● Directions
A verbatim reproduction of the lines below, from the line containing "const DEVICE_B: u64 = 0x0000_d073_d500_0002;" through the line containing "let mut first", both ends included, is the whole required output.

● Data excerpts
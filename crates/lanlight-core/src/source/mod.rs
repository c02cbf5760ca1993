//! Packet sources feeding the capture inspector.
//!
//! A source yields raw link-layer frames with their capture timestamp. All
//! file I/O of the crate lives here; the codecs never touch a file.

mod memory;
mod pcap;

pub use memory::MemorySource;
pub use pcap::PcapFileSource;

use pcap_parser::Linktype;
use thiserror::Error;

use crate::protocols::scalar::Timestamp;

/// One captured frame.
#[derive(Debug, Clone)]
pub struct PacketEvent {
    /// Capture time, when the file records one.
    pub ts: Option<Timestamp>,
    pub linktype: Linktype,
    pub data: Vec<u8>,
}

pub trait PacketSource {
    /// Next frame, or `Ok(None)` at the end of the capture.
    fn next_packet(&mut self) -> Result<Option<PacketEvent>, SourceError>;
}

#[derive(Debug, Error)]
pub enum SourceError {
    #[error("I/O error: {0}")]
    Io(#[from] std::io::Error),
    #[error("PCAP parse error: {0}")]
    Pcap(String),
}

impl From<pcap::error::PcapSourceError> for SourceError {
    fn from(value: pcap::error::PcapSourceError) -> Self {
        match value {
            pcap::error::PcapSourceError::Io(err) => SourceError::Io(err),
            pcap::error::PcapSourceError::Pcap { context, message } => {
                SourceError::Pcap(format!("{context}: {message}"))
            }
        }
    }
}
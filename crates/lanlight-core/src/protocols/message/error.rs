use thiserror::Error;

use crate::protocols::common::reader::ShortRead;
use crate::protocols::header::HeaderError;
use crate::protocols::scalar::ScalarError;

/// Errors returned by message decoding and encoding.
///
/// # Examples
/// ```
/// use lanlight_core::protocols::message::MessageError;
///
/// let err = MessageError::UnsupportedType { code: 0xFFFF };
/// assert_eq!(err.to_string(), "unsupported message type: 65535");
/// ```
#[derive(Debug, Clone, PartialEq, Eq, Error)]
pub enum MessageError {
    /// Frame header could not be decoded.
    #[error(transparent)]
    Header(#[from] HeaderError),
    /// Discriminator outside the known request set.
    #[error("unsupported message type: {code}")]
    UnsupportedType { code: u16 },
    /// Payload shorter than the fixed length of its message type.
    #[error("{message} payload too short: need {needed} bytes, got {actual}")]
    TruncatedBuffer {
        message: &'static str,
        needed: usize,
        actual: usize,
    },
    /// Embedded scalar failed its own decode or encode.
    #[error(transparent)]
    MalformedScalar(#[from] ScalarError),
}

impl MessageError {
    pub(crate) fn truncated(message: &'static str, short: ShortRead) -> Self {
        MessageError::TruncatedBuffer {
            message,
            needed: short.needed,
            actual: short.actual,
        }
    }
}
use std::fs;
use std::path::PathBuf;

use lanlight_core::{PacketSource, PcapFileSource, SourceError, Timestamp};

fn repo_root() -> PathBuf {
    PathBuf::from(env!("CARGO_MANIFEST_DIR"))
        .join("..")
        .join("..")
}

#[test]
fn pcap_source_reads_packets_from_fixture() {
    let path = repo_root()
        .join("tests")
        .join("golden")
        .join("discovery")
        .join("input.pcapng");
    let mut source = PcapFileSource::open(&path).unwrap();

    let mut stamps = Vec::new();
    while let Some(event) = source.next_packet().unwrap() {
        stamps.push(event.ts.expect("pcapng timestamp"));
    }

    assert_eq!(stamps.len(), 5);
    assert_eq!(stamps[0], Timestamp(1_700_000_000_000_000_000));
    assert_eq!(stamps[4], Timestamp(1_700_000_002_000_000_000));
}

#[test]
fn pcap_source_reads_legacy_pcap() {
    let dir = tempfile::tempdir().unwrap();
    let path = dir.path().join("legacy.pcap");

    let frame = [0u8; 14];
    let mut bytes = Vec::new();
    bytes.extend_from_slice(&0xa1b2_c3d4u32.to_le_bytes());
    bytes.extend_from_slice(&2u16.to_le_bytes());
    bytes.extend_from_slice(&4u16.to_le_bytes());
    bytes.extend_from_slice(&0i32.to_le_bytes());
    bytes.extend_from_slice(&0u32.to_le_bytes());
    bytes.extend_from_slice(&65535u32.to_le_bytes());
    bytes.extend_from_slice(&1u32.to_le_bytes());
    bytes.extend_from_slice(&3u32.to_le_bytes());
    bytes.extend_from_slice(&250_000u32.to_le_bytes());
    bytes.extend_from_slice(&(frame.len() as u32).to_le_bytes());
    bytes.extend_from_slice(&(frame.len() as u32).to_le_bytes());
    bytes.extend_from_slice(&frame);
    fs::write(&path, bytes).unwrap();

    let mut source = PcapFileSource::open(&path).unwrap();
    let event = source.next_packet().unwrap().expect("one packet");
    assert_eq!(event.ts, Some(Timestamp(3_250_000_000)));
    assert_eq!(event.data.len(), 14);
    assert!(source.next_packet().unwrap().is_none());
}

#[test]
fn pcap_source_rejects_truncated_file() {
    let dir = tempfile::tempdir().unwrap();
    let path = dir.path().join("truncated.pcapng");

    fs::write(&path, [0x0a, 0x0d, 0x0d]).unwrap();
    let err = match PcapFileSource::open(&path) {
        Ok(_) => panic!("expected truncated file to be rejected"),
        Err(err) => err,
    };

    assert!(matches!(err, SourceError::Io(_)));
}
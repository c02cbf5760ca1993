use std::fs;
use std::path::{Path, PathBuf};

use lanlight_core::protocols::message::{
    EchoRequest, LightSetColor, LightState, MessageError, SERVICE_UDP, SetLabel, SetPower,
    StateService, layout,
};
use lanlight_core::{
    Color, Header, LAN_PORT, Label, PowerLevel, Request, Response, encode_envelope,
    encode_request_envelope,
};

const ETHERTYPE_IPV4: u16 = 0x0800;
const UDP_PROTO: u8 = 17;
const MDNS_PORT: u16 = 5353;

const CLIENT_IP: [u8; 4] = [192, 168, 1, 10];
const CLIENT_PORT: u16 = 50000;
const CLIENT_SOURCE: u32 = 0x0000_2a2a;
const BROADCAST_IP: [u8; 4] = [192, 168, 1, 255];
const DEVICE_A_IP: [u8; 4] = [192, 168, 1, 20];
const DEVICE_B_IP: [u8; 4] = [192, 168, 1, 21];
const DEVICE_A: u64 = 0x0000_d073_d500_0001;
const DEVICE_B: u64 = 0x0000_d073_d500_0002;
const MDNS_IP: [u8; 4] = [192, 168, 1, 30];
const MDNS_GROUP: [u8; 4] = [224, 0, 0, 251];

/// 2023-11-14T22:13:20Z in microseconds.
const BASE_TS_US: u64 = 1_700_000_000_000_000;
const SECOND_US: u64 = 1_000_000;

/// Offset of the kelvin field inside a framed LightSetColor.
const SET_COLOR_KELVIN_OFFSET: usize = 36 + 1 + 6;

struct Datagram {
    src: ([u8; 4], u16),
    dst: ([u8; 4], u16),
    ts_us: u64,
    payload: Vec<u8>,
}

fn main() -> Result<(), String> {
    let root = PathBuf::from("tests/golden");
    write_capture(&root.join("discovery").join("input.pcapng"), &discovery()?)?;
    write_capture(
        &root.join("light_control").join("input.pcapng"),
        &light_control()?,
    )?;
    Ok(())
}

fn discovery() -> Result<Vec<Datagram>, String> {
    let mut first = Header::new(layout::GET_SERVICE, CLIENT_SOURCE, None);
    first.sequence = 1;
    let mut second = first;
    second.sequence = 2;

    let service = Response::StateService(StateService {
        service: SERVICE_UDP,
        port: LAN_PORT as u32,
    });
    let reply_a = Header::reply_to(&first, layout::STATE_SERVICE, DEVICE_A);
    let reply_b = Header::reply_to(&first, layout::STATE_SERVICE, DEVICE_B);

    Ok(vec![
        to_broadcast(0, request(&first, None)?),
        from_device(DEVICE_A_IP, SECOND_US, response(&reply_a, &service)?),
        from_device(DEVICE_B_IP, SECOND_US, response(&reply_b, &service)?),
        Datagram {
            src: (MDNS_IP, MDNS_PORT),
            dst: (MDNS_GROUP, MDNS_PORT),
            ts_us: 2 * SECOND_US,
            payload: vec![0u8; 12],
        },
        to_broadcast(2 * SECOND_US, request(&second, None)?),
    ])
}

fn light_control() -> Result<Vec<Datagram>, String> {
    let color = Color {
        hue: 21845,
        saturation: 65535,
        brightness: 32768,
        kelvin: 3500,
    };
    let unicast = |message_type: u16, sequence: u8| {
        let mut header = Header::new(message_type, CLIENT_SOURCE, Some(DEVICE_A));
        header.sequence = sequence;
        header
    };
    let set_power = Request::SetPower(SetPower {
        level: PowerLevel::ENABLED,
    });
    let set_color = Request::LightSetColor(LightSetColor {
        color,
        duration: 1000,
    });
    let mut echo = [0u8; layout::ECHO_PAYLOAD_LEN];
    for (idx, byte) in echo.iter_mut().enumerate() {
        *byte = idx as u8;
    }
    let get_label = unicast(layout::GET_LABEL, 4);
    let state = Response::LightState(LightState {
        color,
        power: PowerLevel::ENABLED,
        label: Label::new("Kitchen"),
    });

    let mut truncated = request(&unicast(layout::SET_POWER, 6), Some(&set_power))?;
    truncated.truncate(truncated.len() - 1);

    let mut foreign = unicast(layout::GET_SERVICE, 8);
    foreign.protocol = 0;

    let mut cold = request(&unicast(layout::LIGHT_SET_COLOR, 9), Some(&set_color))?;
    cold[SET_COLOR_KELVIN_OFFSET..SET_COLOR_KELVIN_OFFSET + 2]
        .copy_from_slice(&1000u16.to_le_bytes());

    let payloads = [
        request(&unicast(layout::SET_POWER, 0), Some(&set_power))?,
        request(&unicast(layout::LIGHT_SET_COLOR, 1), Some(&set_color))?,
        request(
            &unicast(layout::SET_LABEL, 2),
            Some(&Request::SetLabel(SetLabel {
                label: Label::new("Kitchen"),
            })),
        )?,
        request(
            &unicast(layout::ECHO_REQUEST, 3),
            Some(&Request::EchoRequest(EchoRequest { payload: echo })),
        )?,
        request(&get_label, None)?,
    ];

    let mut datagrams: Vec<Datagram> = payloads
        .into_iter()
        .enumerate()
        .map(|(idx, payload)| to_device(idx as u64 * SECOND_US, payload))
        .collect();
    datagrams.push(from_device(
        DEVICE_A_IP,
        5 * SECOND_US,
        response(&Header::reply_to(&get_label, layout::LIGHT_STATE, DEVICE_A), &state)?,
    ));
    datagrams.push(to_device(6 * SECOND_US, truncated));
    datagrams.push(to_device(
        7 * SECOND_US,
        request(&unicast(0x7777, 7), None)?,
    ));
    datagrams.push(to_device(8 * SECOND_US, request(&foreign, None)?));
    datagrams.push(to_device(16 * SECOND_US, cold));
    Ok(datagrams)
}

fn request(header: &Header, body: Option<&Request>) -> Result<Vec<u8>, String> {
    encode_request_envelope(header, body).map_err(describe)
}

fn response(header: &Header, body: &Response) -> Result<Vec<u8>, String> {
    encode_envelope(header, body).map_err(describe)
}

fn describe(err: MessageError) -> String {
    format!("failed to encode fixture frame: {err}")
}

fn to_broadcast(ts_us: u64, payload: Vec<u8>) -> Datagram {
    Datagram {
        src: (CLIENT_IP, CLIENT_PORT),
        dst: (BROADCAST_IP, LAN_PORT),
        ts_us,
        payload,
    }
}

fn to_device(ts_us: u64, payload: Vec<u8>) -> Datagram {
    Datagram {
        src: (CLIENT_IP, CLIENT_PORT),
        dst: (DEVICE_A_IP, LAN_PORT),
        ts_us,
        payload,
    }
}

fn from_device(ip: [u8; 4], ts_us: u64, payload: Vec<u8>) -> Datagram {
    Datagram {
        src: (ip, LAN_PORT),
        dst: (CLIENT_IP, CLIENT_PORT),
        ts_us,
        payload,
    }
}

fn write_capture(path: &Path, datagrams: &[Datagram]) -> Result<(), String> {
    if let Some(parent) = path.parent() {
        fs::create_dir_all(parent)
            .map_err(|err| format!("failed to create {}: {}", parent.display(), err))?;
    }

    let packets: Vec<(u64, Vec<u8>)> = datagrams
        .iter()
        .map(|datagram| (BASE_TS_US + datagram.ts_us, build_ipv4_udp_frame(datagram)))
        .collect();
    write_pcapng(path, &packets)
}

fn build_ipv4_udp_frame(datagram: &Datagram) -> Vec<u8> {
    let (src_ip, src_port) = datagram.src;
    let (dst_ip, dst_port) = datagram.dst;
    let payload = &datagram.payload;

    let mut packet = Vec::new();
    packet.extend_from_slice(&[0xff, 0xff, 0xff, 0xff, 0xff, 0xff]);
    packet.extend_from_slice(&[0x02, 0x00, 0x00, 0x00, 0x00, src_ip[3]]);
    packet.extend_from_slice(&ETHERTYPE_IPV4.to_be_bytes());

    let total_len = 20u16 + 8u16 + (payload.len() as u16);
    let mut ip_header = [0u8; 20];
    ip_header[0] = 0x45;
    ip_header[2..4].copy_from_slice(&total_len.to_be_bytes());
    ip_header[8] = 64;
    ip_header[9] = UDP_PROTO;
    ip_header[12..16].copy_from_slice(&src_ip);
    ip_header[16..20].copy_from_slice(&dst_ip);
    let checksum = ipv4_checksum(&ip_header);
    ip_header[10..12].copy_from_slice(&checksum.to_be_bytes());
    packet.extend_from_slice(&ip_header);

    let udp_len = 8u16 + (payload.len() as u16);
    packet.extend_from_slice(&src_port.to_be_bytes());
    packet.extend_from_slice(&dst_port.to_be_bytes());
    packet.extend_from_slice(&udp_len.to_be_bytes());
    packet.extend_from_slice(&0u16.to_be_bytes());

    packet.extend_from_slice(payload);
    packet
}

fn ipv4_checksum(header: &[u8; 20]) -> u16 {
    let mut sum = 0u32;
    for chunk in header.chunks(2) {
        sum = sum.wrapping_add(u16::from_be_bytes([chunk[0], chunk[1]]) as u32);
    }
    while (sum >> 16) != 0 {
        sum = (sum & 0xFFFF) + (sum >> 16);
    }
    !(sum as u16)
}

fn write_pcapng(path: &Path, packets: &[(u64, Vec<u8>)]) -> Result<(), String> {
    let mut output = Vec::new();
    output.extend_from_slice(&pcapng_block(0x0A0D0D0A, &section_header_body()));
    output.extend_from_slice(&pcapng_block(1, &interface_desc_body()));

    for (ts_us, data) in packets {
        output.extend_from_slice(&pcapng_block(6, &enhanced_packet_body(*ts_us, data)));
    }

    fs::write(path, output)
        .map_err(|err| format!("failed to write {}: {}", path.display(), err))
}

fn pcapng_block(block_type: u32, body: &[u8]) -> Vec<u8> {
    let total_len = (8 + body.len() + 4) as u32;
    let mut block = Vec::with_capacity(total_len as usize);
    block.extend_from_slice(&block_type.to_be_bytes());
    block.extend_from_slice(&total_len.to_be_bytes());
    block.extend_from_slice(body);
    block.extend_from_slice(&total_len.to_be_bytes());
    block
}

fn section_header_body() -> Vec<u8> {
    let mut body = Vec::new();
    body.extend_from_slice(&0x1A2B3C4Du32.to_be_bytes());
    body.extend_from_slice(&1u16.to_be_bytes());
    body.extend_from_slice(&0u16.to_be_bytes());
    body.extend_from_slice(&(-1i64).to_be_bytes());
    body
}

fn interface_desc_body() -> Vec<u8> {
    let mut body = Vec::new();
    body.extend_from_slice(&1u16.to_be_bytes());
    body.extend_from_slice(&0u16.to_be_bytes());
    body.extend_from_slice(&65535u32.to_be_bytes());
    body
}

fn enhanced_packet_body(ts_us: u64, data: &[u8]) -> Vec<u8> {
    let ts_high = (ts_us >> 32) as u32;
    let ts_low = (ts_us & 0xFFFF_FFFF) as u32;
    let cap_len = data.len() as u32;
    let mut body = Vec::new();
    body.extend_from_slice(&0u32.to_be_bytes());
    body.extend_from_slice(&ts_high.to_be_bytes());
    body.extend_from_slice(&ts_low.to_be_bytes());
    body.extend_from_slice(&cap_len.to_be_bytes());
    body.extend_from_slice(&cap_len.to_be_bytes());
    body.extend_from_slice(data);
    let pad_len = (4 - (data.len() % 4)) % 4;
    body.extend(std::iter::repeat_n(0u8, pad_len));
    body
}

● Response to the task
const DEVICE_B: u64 = 0x0000_d073_d500_0002;
const MDNS_IP: [u8; 4] = [192, 168, 1, 30];
const MDNS_GROUP: [u8; 4] = [224, 0, 0, 251];

/// 2023-11-14T22:13:20Z in microseconds.
const BASE_TS_US: u64 = 1_700_000_000_000_000;
const SECOND_US: u64 = 1_000_000;

/// Offset of the kelvin field inside a framed LightSetColor.
const SET_COLOR_KELVIN_OFFSET: usize = 36 + 1 + 6;

struct Datagram {
    src: ([u8; 4], u16),
    dst: ([u8; 4], u16),
    ts_us: u64,
    payload: Vec<u8>,
}

fn main() -> Result<(), String> {
    let root = PathBuf::from("tests/golden");
    write_capture(&root.join("discovery").join("input.pcapng"), &discovery()?)?;
    write_capture(
        &root.join("light_control").join("input.pcapng"),
        &light_control()?,
    )?;
    Ok(())
}

fn discovery() -> Result<Vec<Datagram>, String> {
    let mut first = Header::new(layout::GET_SERVICE, CLIENT_SOURCE, None);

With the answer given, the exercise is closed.